### Data provided
▶

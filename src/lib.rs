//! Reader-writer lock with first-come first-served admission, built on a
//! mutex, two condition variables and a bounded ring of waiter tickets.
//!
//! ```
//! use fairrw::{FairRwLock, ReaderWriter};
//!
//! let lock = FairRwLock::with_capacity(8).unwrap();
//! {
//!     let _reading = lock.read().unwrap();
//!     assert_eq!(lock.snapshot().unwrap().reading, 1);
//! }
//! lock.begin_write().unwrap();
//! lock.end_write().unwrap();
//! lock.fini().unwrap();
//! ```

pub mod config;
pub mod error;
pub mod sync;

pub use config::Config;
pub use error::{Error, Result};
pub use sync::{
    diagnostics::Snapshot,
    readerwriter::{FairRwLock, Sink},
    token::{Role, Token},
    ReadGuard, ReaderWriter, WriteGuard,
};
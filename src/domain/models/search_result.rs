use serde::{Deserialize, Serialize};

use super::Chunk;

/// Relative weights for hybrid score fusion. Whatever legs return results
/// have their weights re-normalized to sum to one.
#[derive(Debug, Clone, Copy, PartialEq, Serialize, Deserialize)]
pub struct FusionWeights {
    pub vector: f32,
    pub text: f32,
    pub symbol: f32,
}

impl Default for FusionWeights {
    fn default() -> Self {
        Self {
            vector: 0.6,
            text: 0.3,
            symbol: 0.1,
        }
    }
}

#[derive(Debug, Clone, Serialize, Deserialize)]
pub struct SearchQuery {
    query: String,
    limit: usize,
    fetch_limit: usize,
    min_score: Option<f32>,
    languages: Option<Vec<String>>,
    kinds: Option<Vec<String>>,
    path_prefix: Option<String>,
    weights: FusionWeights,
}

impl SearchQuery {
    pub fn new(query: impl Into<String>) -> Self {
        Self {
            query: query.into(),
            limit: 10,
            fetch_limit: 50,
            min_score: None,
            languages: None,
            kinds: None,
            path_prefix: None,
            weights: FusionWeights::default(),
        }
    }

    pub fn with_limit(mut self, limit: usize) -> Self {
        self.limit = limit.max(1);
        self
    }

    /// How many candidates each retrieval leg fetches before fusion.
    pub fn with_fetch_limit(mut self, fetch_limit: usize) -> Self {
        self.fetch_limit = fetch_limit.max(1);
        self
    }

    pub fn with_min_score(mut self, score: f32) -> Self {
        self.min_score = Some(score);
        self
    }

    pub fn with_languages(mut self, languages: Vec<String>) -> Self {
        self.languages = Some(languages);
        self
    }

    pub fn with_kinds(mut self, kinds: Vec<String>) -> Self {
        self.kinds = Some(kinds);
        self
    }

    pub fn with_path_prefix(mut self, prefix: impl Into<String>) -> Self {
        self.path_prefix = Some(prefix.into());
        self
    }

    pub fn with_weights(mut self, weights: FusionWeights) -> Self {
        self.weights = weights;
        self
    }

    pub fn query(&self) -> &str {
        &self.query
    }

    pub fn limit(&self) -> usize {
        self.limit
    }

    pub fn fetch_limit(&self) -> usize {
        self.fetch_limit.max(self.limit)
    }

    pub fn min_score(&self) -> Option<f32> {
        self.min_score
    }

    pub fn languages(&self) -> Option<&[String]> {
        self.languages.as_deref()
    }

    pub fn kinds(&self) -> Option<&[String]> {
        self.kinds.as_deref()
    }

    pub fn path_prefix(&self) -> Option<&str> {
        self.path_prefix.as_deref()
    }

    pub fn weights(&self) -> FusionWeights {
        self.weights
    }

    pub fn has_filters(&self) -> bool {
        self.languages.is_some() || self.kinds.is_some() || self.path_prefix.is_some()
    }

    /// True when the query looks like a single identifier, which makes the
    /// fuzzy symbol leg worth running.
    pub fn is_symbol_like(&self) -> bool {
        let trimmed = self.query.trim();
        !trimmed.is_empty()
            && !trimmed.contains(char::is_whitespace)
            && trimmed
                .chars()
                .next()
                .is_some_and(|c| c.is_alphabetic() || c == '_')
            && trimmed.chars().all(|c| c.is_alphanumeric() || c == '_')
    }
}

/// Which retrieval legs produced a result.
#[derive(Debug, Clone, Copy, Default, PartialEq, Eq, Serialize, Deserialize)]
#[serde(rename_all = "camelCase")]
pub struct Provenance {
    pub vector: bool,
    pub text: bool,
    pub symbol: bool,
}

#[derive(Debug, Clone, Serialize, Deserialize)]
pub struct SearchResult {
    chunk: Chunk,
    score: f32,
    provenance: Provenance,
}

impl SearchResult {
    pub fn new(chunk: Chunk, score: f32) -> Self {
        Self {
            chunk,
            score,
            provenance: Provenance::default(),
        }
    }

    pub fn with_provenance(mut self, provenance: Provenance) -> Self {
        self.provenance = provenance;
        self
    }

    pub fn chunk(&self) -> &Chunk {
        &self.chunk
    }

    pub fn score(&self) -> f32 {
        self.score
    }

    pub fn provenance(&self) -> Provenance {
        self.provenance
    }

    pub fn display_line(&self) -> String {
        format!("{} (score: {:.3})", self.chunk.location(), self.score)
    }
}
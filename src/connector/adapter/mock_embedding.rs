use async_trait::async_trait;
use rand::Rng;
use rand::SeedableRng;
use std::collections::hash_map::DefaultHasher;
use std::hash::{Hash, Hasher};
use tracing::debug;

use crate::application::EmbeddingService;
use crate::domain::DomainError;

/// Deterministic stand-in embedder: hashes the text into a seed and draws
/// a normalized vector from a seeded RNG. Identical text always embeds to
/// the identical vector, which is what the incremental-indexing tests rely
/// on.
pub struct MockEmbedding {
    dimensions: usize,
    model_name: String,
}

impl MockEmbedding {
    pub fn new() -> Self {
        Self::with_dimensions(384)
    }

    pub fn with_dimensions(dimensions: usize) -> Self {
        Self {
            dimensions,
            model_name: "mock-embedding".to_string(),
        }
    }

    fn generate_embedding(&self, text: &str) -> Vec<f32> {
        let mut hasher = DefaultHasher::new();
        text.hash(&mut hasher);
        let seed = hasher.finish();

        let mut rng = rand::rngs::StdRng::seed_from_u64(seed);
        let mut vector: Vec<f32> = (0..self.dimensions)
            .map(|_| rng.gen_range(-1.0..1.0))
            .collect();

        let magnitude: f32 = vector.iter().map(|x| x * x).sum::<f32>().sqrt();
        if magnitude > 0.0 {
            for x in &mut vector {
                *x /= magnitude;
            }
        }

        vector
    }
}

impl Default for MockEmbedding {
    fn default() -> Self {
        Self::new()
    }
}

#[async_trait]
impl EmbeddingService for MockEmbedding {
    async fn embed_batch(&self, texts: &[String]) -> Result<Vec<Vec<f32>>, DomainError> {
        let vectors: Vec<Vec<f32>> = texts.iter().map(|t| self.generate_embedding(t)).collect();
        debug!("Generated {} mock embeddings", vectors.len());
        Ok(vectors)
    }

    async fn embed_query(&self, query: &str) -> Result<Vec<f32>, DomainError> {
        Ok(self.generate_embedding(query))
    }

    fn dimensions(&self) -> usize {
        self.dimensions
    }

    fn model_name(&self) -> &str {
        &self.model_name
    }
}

◀

### The problem
Say only how many lines among the entries above contain the string "rand".

### Response below
3